> [PROBLEM REQUIREMENTS] The required output is a copy of each line in the material below that includes "adjusted".

::::

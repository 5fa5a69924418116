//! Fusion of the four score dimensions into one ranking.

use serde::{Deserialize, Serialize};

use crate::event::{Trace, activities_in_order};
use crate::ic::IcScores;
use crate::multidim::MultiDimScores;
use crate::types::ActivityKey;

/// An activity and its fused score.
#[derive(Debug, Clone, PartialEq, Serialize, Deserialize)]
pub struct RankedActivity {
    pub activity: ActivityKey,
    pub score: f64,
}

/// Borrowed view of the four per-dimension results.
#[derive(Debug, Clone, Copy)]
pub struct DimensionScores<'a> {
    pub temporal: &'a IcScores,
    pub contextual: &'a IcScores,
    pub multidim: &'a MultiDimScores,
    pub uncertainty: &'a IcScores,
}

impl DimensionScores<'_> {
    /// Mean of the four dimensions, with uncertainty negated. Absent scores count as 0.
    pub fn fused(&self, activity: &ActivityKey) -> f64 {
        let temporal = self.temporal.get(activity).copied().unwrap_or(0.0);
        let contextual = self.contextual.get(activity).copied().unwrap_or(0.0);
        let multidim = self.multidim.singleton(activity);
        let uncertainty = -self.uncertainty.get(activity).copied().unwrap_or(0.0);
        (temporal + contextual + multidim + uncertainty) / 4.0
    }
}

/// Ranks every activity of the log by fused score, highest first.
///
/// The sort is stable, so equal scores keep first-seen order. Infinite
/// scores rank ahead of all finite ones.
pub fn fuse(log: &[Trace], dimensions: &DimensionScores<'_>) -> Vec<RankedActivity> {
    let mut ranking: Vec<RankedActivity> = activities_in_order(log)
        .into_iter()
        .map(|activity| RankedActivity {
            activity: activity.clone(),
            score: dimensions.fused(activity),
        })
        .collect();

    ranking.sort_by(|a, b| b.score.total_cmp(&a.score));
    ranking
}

::::

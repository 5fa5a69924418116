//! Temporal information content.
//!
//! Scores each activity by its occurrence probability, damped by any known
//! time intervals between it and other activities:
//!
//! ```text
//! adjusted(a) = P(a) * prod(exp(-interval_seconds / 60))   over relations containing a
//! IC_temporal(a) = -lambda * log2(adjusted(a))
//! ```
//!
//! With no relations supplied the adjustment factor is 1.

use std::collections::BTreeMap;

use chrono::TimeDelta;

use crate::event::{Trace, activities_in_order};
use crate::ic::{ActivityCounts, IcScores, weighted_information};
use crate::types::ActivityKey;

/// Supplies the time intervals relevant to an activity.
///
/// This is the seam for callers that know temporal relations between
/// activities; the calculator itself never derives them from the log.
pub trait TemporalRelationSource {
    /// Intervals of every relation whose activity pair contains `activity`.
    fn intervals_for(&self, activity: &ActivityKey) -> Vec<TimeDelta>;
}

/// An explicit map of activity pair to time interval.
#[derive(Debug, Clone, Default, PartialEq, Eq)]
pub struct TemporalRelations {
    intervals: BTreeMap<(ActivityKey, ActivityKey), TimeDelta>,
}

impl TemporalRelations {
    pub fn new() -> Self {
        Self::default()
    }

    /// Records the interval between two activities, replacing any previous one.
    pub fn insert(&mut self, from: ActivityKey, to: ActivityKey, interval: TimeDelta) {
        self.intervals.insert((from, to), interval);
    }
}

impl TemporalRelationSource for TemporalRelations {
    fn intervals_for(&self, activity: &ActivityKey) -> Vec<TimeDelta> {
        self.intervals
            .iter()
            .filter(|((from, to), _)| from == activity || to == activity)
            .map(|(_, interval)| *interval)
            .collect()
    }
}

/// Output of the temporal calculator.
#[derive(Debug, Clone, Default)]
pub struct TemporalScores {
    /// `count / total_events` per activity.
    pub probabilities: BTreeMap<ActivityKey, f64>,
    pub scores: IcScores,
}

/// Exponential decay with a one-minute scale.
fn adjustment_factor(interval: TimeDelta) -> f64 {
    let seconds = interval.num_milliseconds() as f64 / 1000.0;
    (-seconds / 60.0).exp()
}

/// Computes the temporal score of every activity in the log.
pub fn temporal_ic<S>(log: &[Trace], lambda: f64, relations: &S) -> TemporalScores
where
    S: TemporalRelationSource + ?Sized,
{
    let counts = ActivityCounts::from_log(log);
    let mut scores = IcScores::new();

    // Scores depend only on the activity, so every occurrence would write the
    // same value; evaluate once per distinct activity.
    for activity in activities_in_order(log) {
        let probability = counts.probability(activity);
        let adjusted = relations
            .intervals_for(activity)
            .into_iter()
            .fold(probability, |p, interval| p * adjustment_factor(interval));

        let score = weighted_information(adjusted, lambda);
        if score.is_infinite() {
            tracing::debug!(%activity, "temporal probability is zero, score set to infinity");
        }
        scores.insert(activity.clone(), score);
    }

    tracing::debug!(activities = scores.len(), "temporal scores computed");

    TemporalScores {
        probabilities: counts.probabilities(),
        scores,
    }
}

::::

> [THE COMPLETED TASK]
//! adjusted(a) = P(a) * prod(exp(-interval_seconds / 60))   over relations containing a
//! IC_temporal(a) = -lambda * log2(adjusted(a))
        let adjusted = relations
        let score = weighted_information(adjusted, lambda);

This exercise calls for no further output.